Directions
Which lines of the records below contain the string "IlsRunner"? Report each of them.

Content starts

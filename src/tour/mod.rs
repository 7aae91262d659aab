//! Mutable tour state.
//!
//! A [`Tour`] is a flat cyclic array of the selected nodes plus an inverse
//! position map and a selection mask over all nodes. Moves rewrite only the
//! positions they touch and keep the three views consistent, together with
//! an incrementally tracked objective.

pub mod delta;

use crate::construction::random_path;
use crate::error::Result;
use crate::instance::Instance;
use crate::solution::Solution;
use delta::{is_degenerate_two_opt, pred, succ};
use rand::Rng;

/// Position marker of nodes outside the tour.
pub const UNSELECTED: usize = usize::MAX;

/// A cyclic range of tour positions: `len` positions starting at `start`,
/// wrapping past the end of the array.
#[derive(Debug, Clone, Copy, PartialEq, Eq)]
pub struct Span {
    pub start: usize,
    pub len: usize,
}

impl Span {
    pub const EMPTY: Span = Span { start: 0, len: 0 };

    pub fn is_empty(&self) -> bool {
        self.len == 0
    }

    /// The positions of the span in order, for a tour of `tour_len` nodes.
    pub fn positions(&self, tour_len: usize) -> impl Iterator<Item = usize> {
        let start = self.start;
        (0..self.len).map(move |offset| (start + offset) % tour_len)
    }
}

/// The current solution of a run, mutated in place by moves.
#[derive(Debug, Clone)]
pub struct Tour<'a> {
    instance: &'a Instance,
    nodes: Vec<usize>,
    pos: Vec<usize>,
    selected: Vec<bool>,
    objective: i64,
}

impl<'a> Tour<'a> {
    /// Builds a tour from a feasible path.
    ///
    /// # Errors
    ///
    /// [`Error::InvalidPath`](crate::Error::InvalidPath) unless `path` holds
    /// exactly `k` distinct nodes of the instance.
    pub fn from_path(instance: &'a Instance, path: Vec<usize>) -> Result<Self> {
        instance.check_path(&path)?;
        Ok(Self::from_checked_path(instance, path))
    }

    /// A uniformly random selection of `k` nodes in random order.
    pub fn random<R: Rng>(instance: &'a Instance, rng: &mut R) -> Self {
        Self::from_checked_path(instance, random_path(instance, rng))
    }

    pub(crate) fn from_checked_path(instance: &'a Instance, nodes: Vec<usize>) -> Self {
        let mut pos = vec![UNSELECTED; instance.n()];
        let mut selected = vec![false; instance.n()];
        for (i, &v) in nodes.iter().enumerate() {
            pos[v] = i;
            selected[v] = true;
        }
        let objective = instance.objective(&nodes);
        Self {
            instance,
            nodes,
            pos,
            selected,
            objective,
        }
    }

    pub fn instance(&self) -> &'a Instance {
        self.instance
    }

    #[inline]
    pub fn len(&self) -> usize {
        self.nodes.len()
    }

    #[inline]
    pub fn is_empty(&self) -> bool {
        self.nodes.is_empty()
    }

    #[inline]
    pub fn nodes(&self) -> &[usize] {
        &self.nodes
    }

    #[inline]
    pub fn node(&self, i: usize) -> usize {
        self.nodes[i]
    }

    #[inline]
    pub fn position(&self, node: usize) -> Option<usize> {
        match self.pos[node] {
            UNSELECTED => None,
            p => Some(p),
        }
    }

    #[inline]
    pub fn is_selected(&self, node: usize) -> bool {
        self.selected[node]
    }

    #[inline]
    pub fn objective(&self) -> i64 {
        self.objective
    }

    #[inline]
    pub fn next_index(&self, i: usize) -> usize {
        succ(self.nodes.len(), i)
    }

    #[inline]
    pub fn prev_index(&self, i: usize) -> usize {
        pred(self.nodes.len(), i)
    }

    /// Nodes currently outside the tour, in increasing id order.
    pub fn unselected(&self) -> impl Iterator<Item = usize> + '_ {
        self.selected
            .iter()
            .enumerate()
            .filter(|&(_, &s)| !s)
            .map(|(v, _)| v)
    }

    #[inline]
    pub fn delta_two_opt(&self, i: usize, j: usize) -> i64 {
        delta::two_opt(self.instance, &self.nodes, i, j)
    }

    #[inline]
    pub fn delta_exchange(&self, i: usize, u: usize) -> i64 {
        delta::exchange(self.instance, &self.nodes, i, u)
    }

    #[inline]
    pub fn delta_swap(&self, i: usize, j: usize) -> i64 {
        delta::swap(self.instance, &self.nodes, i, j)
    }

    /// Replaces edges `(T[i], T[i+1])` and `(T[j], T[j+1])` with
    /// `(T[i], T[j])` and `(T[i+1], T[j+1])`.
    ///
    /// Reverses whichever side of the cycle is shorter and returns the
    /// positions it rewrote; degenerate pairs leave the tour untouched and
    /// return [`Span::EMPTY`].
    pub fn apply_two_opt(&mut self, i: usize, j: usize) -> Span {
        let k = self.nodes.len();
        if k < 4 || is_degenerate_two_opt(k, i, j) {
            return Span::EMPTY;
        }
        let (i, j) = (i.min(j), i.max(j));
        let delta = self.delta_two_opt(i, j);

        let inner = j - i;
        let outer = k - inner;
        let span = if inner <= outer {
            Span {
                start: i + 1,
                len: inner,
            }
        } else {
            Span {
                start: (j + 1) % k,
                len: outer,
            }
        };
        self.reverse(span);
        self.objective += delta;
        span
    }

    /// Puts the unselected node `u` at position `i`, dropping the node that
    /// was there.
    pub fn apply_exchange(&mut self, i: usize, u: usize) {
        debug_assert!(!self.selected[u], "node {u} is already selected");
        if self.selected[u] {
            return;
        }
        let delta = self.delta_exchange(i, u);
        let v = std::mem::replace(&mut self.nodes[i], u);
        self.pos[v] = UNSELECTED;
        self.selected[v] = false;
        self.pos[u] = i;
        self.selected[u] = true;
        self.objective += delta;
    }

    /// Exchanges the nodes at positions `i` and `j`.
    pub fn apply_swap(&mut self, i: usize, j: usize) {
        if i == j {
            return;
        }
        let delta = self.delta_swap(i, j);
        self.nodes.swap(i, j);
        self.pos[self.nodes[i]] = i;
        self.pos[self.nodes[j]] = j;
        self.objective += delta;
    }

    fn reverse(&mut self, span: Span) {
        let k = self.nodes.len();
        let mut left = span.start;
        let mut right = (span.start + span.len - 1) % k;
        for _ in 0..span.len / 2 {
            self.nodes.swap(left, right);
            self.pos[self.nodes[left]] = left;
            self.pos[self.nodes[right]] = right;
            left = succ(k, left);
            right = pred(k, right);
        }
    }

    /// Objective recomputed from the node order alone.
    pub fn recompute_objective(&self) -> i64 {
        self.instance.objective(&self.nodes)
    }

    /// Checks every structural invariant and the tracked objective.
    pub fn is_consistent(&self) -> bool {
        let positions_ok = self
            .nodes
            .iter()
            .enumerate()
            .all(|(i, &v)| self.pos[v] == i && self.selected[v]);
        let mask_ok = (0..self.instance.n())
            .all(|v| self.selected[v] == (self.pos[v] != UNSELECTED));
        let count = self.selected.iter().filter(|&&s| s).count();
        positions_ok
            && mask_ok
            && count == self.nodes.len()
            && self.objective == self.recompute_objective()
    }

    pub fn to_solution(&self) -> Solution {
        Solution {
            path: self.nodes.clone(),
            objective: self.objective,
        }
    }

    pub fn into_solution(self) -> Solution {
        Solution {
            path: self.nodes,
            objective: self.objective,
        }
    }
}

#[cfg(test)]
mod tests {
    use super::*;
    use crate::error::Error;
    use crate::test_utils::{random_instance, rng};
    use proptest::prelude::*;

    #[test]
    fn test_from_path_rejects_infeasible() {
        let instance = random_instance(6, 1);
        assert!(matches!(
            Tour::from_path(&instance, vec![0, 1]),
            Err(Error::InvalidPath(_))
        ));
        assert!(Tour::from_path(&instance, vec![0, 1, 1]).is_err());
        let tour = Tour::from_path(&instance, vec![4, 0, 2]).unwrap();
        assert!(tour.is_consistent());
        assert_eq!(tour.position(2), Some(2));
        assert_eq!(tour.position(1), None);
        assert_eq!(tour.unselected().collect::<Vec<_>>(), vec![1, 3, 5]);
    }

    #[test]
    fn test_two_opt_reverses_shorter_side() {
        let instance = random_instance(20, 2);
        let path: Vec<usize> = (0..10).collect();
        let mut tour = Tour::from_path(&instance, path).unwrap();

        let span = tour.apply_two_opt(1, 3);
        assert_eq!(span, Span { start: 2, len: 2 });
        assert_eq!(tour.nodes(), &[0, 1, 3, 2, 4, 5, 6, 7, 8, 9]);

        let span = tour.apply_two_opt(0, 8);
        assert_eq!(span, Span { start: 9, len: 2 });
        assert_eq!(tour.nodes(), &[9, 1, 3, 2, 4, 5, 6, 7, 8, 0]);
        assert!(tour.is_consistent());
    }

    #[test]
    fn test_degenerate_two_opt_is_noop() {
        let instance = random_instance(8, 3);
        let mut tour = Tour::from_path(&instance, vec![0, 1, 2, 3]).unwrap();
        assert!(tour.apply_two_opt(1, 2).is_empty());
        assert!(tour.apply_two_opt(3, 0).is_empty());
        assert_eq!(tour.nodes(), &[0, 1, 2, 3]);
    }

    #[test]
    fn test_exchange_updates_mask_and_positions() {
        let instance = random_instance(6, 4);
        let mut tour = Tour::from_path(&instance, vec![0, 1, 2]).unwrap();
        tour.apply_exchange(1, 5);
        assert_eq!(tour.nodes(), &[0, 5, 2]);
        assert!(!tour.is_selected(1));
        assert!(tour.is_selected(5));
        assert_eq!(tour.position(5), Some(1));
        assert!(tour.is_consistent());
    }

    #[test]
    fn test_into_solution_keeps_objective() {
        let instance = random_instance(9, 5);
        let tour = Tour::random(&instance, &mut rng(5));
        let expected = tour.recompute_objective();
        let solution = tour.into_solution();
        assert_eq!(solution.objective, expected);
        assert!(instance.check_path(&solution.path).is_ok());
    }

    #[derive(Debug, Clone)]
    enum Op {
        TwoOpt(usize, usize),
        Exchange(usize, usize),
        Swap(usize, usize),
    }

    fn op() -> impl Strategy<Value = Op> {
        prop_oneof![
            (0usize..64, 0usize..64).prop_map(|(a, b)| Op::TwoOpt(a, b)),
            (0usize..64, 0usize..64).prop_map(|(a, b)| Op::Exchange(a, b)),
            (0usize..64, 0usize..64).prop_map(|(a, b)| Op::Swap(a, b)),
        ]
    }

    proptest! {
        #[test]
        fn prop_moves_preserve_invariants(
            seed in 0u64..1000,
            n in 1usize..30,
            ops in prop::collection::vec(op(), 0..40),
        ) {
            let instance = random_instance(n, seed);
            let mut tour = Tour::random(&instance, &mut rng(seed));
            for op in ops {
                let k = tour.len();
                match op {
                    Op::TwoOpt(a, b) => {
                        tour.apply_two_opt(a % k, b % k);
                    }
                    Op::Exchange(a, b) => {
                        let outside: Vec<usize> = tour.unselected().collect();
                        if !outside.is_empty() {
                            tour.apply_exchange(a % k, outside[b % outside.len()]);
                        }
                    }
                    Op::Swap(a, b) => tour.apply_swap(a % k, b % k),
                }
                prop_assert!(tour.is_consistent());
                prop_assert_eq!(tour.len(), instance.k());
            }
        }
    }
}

Content ends
Content starts

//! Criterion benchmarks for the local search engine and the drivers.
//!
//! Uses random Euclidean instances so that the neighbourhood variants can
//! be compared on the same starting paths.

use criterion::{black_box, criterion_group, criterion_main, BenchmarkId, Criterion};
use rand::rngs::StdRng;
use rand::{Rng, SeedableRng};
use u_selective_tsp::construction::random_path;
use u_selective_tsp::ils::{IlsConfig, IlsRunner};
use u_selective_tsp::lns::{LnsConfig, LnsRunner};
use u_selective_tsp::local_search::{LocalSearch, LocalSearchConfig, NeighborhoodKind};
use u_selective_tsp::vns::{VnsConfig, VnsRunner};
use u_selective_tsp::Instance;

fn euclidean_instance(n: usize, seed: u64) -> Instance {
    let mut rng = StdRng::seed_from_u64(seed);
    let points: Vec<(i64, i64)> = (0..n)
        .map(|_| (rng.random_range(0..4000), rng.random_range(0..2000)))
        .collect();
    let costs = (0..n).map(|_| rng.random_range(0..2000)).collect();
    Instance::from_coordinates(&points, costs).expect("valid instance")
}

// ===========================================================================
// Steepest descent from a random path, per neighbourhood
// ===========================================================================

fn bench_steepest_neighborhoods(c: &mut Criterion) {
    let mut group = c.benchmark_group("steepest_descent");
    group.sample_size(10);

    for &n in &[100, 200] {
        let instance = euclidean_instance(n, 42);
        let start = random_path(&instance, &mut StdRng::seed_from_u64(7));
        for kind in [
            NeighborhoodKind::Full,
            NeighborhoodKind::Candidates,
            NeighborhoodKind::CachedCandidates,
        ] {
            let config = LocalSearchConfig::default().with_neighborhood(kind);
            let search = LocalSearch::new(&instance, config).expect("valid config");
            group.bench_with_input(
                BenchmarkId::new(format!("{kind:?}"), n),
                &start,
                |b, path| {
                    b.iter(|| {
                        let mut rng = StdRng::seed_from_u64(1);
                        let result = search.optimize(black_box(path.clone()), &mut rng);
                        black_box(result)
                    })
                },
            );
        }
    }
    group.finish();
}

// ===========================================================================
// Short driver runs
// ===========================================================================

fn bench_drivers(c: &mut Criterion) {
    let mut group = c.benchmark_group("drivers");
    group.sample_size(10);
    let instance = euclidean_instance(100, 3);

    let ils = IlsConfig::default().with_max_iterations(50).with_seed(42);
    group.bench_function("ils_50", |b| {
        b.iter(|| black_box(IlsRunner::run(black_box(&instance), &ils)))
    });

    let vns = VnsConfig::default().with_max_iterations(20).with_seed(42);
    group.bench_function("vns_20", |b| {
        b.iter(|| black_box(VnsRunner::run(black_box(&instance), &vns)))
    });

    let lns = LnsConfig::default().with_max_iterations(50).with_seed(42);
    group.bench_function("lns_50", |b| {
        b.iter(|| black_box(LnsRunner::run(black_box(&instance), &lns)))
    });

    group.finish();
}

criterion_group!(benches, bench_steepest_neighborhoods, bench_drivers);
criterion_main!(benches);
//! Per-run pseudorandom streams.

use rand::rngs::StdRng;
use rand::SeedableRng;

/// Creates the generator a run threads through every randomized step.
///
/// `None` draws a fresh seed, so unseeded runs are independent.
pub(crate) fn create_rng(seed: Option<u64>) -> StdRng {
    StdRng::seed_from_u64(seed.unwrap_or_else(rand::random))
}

Content ends
Content starts

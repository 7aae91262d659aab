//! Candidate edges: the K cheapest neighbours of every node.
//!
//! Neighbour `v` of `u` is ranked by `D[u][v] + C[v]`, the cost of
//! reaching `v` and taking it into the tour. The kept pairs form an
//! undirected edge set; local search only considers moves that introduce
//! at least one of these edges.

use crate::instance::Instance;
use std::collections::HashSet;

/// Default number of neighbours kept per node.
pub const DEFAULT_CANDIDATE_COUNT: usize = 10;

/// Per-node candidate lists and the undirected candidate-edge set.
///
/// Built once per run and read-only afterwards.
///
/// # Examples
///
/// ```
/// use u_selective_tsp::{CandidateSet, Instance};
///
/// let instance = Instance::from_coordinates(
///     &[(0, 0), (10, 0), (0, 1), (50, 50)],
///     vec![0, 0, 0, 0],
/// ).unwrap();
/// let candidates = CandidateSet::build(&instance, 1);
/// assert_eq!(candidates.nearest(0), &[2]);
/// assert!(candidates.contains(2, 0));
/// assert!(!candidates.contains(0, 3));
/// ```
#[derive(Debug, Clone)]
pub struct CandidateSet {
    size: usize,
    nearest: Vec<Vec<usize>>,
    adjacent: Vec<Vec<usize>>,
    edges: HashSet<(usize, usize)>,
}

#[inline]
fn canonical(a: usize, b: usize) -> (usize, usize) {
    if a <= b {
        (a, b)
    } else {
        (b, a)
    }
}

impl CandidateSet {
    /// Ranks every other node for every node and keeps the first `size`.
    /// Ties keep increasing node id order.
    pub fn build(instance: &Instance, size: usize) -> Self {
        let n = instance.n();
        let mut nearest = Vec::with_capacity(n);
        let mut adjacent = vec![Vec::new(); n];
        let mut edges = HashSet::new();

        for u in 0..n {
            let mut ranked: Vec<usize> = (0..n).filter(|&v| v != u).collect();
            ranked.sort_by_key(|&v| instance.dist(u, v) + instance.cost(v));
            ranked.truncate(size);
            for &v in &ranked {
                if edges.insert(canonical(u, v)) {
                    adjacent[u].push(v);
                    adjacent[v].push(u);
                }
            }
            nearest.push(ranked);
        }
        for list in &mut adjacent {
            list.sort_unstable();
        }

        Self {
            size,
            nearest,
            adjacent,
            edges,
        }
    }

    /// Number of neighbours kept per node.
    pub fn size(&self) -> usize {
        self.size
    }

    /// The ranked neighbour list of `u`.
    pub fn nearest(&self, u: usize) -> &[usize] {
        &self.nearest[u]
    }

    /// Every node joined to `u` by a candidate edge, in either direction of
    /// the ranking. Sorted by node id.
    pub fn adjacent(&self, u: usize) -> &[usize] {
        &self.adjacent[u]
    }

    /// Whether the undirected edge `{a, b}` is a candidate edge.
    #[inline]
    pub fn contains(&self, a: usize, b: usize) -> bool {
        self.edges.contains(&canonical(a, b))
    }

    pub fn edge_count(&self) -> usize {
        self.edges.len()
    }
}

Content ends

Expected answer
use u_selective_tsp::ils::{IlsConfig, IlsRunner};
        b.iter(|| black_box(IlsRunner::run(black_box(&instance), &ils)))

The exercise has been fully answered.